Lokal Ozon Tedavisi ve PRP (Platelet Rich Palasma) hakkında bilgi veren Fizik Tedavi ve Rehabilitasyon Uzmanı Dr. Berrin Akpınar, tedavinin yaralarda hızlı iyileşmeyi sağlayarak hastanın ağrılardan kurtulmasını kolaylaştırdığını söyledi.
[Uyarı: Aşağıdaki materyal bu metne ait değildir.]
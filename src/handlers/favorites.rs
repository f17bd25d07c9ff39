//! Favorites handlers. The `:kind` path segment is one of planets, characters, vehicles.

use crate::error::AppError;
use crate::extractors::{JsonBody, PathParam};
use crate::model::{FavoriteKind, FavoriteRequest};
use crate::response::{created, ok, ok_many};
use crate::service::FavoriteService;
use crate::state::AppState;
use axum::extract::State;
use axum::response::IntoResponse;

fn parse_kind(segment: &str) -> Result<FavoriteKind, AppError> {
    FavoriteKind::from_segment(segment)
        .ok_or_else(|| AppError::NotFound(format!("favorites of type '{}'", segment)))
}

pub async fn list_favorites(State(state): State<AppState>) -> Result<impl IntoResponse, AppError> {
    Ok(ok_many(FavoriteService::list(&state.pool).await?))
}

/// POST /favorites: the body names exactly one target.
pub async fn create_favorite(
    State(state): State<AppState>,
    JsonBody(body): JsonBody<FavoriteRequest>,
) -> Result<impl IntoResponse, AppError> {
    let new = body.into_new(None)?;
    Ok(created(FavoriteService::create(&state.pool, new).await?))
}

pub async fn list_favorites_by_kind(
    State(state): State<AppState>,
    PathParam(kind): PathParam<String>,
) -> Result<impl IntoResponse, AppError> {
    let kind = parse_kind(&kind)?;
    Ok(ok_many(FavoriteService::list_by_kind(&state.pool, kind).await?))
}

/// POST /favorites/:kind: the body must carry the key matching `kind` and no other target.
pub async fn create_favorite_of_kind(
    State(state): State<AppState>,
    PathParam(kind): PathParam<String>,
    JsonBody(body): JsonBody<FavoriteRequest>,
) -> Result<impl IntoResponse, AppError> {
    let kind = parse_kind(&kind)?;
    let new = body.into_new(Some(kind))?;
    Ok(created(FavoriteService::create(&state.pool, new).await?))
}

pub async fn read_favorite(
    State(state): State<AppState>,
    PathParam((kind, id)): PathParam<(String, i64)>,
) -> Result<impl IntoResponse, AppError> {
    let kind = parse_kind(&kind)?;
    Ok(ok(FavoriteService::get(&state.pool, kind, id).await?))
}

pub async fn delete_favorite(
    State(state): State<AppState>,
    PathParam((kind, id)): PathParam<(String, i64)>,
) -> Result<impl IntoResponse, AppError> {
    let kind = parse_kind(&kind)?;
    Ok(ok(FavoriteService::delete(&state.pool, kind, id).await?))
}
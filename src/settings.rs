//! Runtime settings read from the environment (after `.env` is loaded by the binary).

use crate::error::ConfigError;
use std::net::SocketAddr;
use std::str::FromStr;

/// Local file-backed store used when `DATABASE_URL` is not set.
pub const DEFAULT_DATABASE_URL: &str = "sqlite:///tmp/test.db?mode=rwc";

#[derive(Clone, Debug)]
pub struct Settings {
    pub database_url: String,
    pub host: String,
    pub port: u16,
    pub max_connections: u32,
    /// Upper bound on request body size, in bytes.
    pub body_limit: usize,
}

impl Default for Settings {
    fn default() -> Self {
        Settings {
            database_url: DEFAULT_DATABASE_URL.into(),
            host: "0.0.0.0".into(),
            port: 3000,
            max_connections: 5,
            body_limit: 64 * 1024,
        }
    }
}

impl Settings {
    pub fn from_env() -> Result<Self, ConfigError> {
        Self::from_lookup(|name| std::env::var(name).ok())
    }

    /// Build settings from an arbitrary variable source. Empty values count as unset.
    pub fn from_lookup<F>(lookup: F) -> Result<Self, ConfigError>
    where
        F: Fn(&str) -> Option<String>,
    {
        let get = |name: &str| lookup(name).map(|v| v.trim().to_string()).filter(|v| !v.is_empty());
        let defaults = Settings::default();
        Ok(Settings {
            database_url: get("DATABASE_URL").unwrap_or(defaults.database_url),
            host: get("HOST").unwrap_or(defaults.host),
            port: parse_var("PORT", get("PORT"), defaults.port)?,
            max_connections: parse_var("DB_MAX_CONNECTIONS", get("DB_MAX_CONNECTIONS"), defaults.max_connections)?,
            body_limit: parse_var("BODY_LIMIT_BYTES", get("BODY_LIMIT_BYTES"), defaults.body_limit)?,
        })
    }

    pub fn bind_addr(&self) -> Result<SocketAddr, ConfigError> {
        let raw = format!("{}:{}", self.host, self.port);
        raw.parse().map_err(|_| ConfigError::InvalidVar { name: "HOST", value: self.host.clone() })
    }
}

fn parse_var<T: FromStr>(name: &'static str, raw: Option<String>, default: T) -> Result<T, ConfigError> {
    match raw {
        None => Ok(default),
        Some(value) => value.parse().map_err(|_| ConfigError::InvalidVar { name, value }),
    }
}

#[cfg(test)]
mod tests {
    use super::*;
    use std::collections::HashMap;

    fn settings_from(vars: &[(&str, &str)]) -> Result<Settings, ConfigError> {
        let map: HashMap<String, String> = vars.iter().map(|(k, v)| (k.to_string(), v.to_string())).collect();
        Settings::from_lookup(|name| map.get(name).cloned())
    }

    #[test]
    fn defaults_to_local_sqlite_file() {
        let s = settings_from(&[]).unwrap();
        assert_eq!(s.database_url, DEFAULT_DATABASE_URL);
        assert_eq!(s.port, 3000);
        assert_eq!(s.max_connections, 5);
    }

    #[test]
    fn reads_overrides() {
        let s = settings_from(&[
            ("DATABASE_URL", "postgres://localhost/starwars"),
            ("PORT", "8080"),
            ("HOST", "127.0.0.1"),
            ("BODY_LIMIT_BYTES", "1024"),
        ])
        .unwrap();
        assert_eq!(s.database_url, "postgres://localhost/starwars");
        assert_eq!(s.body_limit, 1024);
        assert_eq!(s.bind_addr().unwrap().to_string(), "127.0.0.1:8080");
    }

    #[test]
    fn empty_database_url_falls_back() {
        let s = settings_from(&[("DATABASE_URL", "  ")]).unwrap();
        assert_eq!(s.database_url, DEFAULT_DATABASE_URL);
    }

    #[test]
    fn rejects_bad_port() {
        let err = settings_from(&[("PORT", "http")]).unwrap_err();
        assert!(matches!(err, ConfigError::InvalidVar { name: "PORT", .. }));
    }
}
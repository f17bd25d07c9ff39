//! Schema bootstrap: DDL for every table, generated from static definitions.
//! Order follows foreign key dependencies. Idempotent (IF NOT EXISTS throughout).

use crate::error::AppError;
use crate::model::{Character, Favorite, Planet, Resource, User, Vehicle};
use crate::store::Backend;
use sqlx::AnyPool;

fn quote(s: &str) -> String {
    format!("\"{}\"", s.replace('"', "\"\""))
}

#[derive(Clone, Copy, Debug, PartialEq, Eq)]
pub enum ColumnType {
    Int,
    Float,
    Text,
}

#[derive(Clone, Copy, Debug)]
pub struct ColumnDef {
    pub name: &'static str,
    pub ty: ColumnType,
    pub nullable: bool,
    /// Referenced table; the foreign key always targets its `id` and cascades on delete.
    pub references: Option<&'static str>,
}

#[derive(Clone, Copy, Debug)]
pub struct CheckDef {
    pub name: &'static str,
    pub expression: &'static str,
}

#[derive(Clone, Copy, Debug)]
pub struct TableDef {
    pub name: &'static str,
    /// Data columns; `id` is implicit.
    pub columns: &'static [ColumnDef],
    pub checks: &'static [CheckDef],
    /// Single-column, non-unique indexes.
    pub indexes: &'static [&'static str],
}

const fn required(name: &'static str, ty: ColumnType) -> ColumnDef {
    ColumnDef { name, ty, nullable: false, references: None }
}

const fn foreign_key(name: &'static str, table: &'static str, nullable: bool) -> ColumnDef {
    ColumnDef { name, ty: ColumnType::Int, nullable, references: Some(table) }
}

use ColumnType::{Float, Int, Text};

pub const TABLES: &[TableDef] = &[
    TableDef {
        name: User::TABLE,
        columns: &[required("user_name", Text), required("email", Text)],
        checks: &[],
        indexes: &[],
    },
    TableDef {
        name: Planet::TABLE,
        columns: &[
            required("url", Text),
            required("diameter", Int),
            required("rotation_period", Int),
            required("orbital_period", Int),
            required("name", Text),
            required("terrain", Text),
            required("population", Int),
            required("gravity", Text),
            required("climate", Text),
        ],
        checks: &[],
        indexes: &[],
    },
    TableDef {
        name: Character::TABLE,
        columns: &[
            required("url", Text),
            required("name", Text),
            required("hair_color", Text),
            required("skin_color", Text),
            required("eye_color", Text),
            required("birth_year", Text),
            required("height", Int),
            required("mass", Int),
            required("gender", Text),
        ],
        checks: &[],
        indexes: &[],
    },
    TableDef {
        name: Vehicle::TABLE,
        columns: &[
            required("url", Text),
            required("name", Text),
            required("vehicle_class", Text),
            required("manufacturer", Text),
            required("model", Text),
            required("crew", Int),
            required("cost_in_credits", Int),
            required("length", Float),
            required("passengers", Int),
            required("max_atmosphering_speed", Int),
            required("cargo_capacity", Int),
            required("consumables", Text),
        ],
        checks: &[],
        indexes: &[],
    },
    TableDef {
        name: Favorite::TABLE,
        columns: &[
            foreign_key("user_id", User::TABLE, false),
            foreign_key("planet_id", Planet::TABLE, true),
            foreign_key("character_id", Character::TABLE, true),
            foreign_key("vehicle_id", Vehicle::TABLE, true),
        ],
        checks: &[CheckDef {
            name: "favorites_single_target",
            expression: "(CASE WHEN \"planet_id\" IS NULL THEN 0 ELSE 1 END) \
                + (CASE WHEN \"character_id\" IS NULL THEN 0 ELSE 1 END) \
                + (CASE WHEN \"vehicle_id\" IS NULL THEN 0 ELSE 1 END) = 1",
        }],
        indexes: &["user_id"],
    },
];

fn id_column(backend: Backend) -> &'static str {
    match backend {
        Backend::Postgres => "\"id\" BIGSERIAL PRIMARY KEY",
        Backend::Sqlite => "\"id\" INTEGER PRIMARY KEY AUTOINCREMENT",
    }
}

fn type_str(ty: ColumnType, backend: Backend) -> &'static str {
    match (ty, backend) {
        (Int, Backend::Postgres) => "BIGINT",
        (Int, Backend::Sqlite) => "INTEGER",
        (Float, Backend::Postgres) => "DOUBLE PRECISION",
        (Float, Backend::Sqlite) => "REAL",
        (Text, _) => "TEXT",
    }
}

/// CREATE TABLE statement for one table.
pub fn create_table_sql(table: &TableDef, backend: Backend) -> String {
    let mut defs = vec![id_column(backend).to_string()];
    for c in table.columns {
        let mut def = format!("{} {}", quote(c.name), type_str(c.ty, backend));
        if !c.nullable {
            def.push_str(" NOT NULL");
        }
        if let Some(target) = c.references {
            def.push_str(&format!(" REFERENCES {} (\"id\") ON DELETE CASCADE", quote(target)));
        }
        defs.push(def);
    }
    for ch in table.checks {
        defs.push(format!("CONSTRAINT {} CHECK ({})", quote(ch.name), ch.expression));
    }
    format!(
        "CREATE TABLE IF NOT EXISTS {} (\n  {}\n)",
        quote(table.name),
        defs.join(",\n  ")
    )
}

/// CREATE INDEX statements for one table.
pub fn create_index_sql(table: &TableDef) -> Vec<String> {
    table
        .indexes
        .iter()
        .map(|col| {
            format!(
                "CREATE INDEX IF NOT EXISTS {} ON {} ({})",
                quote(&format!("{}_{}_idx", table.name, col)),
                quote(table.name),
                quote(col)
            )
        })
        .collect()
}

/// Create every table and index that does not exist yet.
pub async fn apply_migrations(pool: &AnyPool, backend: Backend) -> Result<(), AppError> {
    for table in TABLES {
        let ddl = create_table_sql(table, backend);
        tracing::debug!(sql = %ddl, "migration");
        sqlx::query(&ddl).execute(pool).await?;
        for sql in create_index_sql(table) {
            tracing::debug!(sql = %sql, "migration");
            sqlx::query(&sql).execute(pool).await?;
        }
    }
    tracing::info!(tables = TABLES.len(), "schema ready");
    Ok(())
}

#[cfg(test)]
mod tests {
    use super::*;

    fn table(name: &str) -> &'static TableDef {
        TABLES.iter().find(|t| t.name == name).unwrap()
    }

    fn column_names(name: &str) -> Vec<&'static str> {
        table(name).columns.iter().map(|c| c.name).collect()
    }

    #[test]
    fn definitions_match_record_columns() {
        assert_eq!(column_names(User::TABLE), User::COLUMNS);
        assert_eq!(column_names(Planet::TABLE), Planet::COLUMNS);
        assert_eq!(column_names(Character::TABLE), Character::COLUMNS);
        assert_eq!(column_names(Vehicle::TABLE), Vehicle::COLUMNS);
        assert_eq!(column_names(Favorite::TABLE), Favorite::COLUMNS);
    }

    #[test]
    fn referenced_tables_are_created_first() {
        for (i, t) in TABLES.iter().enumerate() {
            for target in t.columns.iter().filter_map(|c| c.references) {
                let pos = TABLES.iter().position(|x| x.name == target).unwrap();
                assert!(pos < i, "{} references {} before it exists", t.name, target);
            }
        }
    }

    #[test]
    fn sqlite_users_ddl() {
        assert_eq!(
            create_table_sql(table("users"), Backend::Sqlite),
            "CREATE TABLE IF NOT EXISTS \"users\" (\n  \
             \"id\" INTEGER PRIMARY KEY AUTOINCREMENT,\n  \
             \"user_name\" TEXT NOT NULL,\n  \
             \"email\" TEXT NOT NULL\n)"
        );
    }

    #[test]
    fn postgres_types() {
        let ddl = create_table_sql(table("vehicles"), Backend::Postgres);
        assert!(ddl.contains("\"id\" BIGSERIAL PRIMARY KEY"));
        assert!(ddl.contains("\"length\" DOUBLE PRECISION NOT NULL"));
        assert!(ddl.contains("\"crew\" BIGINT NOT NULL"));
    }

    #[test]
    fn favorites_have_cascading_keys_and_check() {
        let ddl = create_table_sql(table("favorites"), Backend::Sqlite);
        assert!(ddl.contains("\"user_id\" INTEGER NOT NULL REFERENCES \"users\" (\"id\") ON DELETE CASCADE"));
        assert!(ddl.contains("\"planet_id\" INTEGER REFERENCES \"planets\" (\"id\") ON DELETE CASCADE"));
        assert!(ddl.contains("CONSTRAINT \"favorites_single_target\" CHECK"));
        assert_eq!(
            create_index_sql(table("favorites")),
            vec!["CREATE INDEX IF NOT EXISTS \"favorites_user_id_idx\" ON \"favorites\" (\"user_id\")"]
        );
    }
}
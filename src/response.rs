//! Response helpers. Bodies are the plain records (no envelope); the status carries the outcome.

use axum::{http::StatusCode, Json};
use serde::Serialize;

pub fn created<T: Serialize>(data: T) -> (StatusCode, Json<T>) {
    (StatusCode::CREATED, Json(data))
}

pub fn ok<T: Serialize>(data: T) -> (StatusCode, Json<T>) {
    (StatusCode::OK, Json(data))
}

pub fn ok_many<T: Serialize>(data: Vec<T>) -> (StatusCode, Json<Vec<T>>) {
    tracing::trace!(count = data.len(), "list response");
    (StatusCode::OK, Json(data))
}
//! Binary entry point: loads settings, prepares the database, serves the API.

use axum::{extract::Request, ServiceExt};
use starwars_api::{app, bootstrap, Settings};
use tokio::net::TcpListener;
use tracing_subscriber::EnvFilter;

#[tokio::main]
async fn main() -> Result<(), Box<dyn std::error::Error>> {
    dotenvy::dotenv().ok();
    tracing_subscriber::fmt()
        .with_env_filter(
            EnvFilter::try_from_default_env()
                .unwrap_or_else(|_| EnvFilter::new("starwars_api=info,tower_http=info")),
        )
        .init();

    let settings = Settings::from_env()?;
    let state = bootstrap(&settings.database_url, settings.max_connections).await?;

    let listener = TcpListener::bind(settings.bind_addr()?).await?;
    tracing::info!("listening on {}", listener.local_addr()?);
    let app = app(state, settings.body_limit);
    axum::serve(listener, ServiceExt::<Request>::into_make_service(app))
        .with_graceful_shutdown(shutdown_signal())
        .await?;
    Ok(())
}

async fn shutdown_signal() {
    if let Err(e) = tokio::signal::ctrl_c().await {
        tracing::error!(error = %e, "failed to listen for shutdown signal");
        std::future::pending::<()>().await;
    }
    tracing::info!("shutting down");
}
use super::{AnyQueryAs, Favorite, Insertable, Resource};
use crate::error::AppError;
use crate::service::validation::{RequestValidator, NAME_MAX, USER_NAME_MAX};
use serde::{Deserialize, Serialize};
use sqlx::FromRow;

#[derive(Clone, Debug, PartialEq, Eq, Serialize, Deserialize, FromRow)]
pub struct User {
    pub id: i64,
    pub user_name: String,
    pub email: String,
}

#[derive(Clone, Debug, PartialEq, Eq, Serialize, Deserialize)]
pub struct NewUser {
    pub user_name: String,
    pub email: String,
}

/// API shape of a user: the row plus every favorite it owns.
#[derive(Clone, Debug, PartialEq, Eq, Serialize, Deserialize)]
pub struct UserWithFavorites {
    #[serde(flatten)]
    pub user: User,
    pub favorites: Vec<Favorite>,
}

impl Resource for User {
    const TABLE: &'static str = "users";
    const NAME: &'static str = "user";
    const COLUMNS: &'static [&'static str] = &["user_name", "email"];

    type New = NewUser;
}

impl Insertable for NewUser {
    fn columns(&self) -> &'static [&'static str] {
        User::COLUMNS
    }

    fn validate(&self) -> Result<(), AppError> {
        RequestValidator::max_lengths(&[
            ("user_name", self.user_name.as_str(), USER_NAME_MAX),
            ("email", self.email.as_str(), NAME_MAX),
        ])
    }

    fn bind<'q, O: Send>(self, query: AnyQueryAs<'q, O>) -> AnyQueryAs<'q, O> {
        query.bind(self.user_name).bind(self.email)
    }
}

#[cfg(test)]
mod tests {
    use super::*;

    #[test]
    fn serializes_flat_with_favorites() {
        let user = UserWithFavorites {
            user: User { id: 1, user_name: "luke".into(), email: "luke@tatooine.net".into() },
            favorites: vec![],
        };
        let json = serde_json::to_value(&user).unwrap();
        assert_eq!(
            json,
            serde_json::json!({ "id": 1, "user_name": "luke", "email": "luke@tatooine.net", "favorites": [] })
        );
    }

    #[test]
    fn email_limit_applies() {
        let user = NewUser { user_name: "leia".into(), email: "x".repeat(NAME_MAX + 1) };
        assert!(user.validate().is_err());
    }
}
PRP hakkında bilgi veren Eskişehir Fizyomer Terapia Fizik Tedavi ve Rehabilitasyon Tıp Merkezi Fizik tedavi ve Rehbilitasyon Uzmanı Dr. Berrin Akpınar, PRP tedavisine ilişkin açıklamalarda bulundu. PRP’nin kanın pıhtılaşmasına yardımcı olan ve yara bölgelerinde hızlı iyileşmeyi sağlayan bir kan ürünü olduğuna değinen Akpınar, “PRP kanın pıhtılaşmasına yardımcı olan ve aynı zamanda yara bölgesinde hızlı iyileşmeyi sağlayan büyüme faktörlerini içeren trombositten zengin bir kan ürünüdür. Trombositler yaralanmış bölgede kanamanın durmasını sağlamak ve daha sonra hasarlanan dokunun iyileşmesi sürecinde büyüme faktörlerinin salınmasında görevlidirler. Bu büyüme faktörleri kollajen üretimini ve tendon kök hücrelerinde gen ve protein ekspresyonunu artırarak doku iyileşmesini uyarır. PRP yani trombositten zengin plazma da uygulandığı yerde hasarlı dokunun tamirini sağlayan çok etkin bir tedavi yöntemi olarak uzun yıllardır uygulanan bir tedavi yöntemidir” ifadelerini kullandı.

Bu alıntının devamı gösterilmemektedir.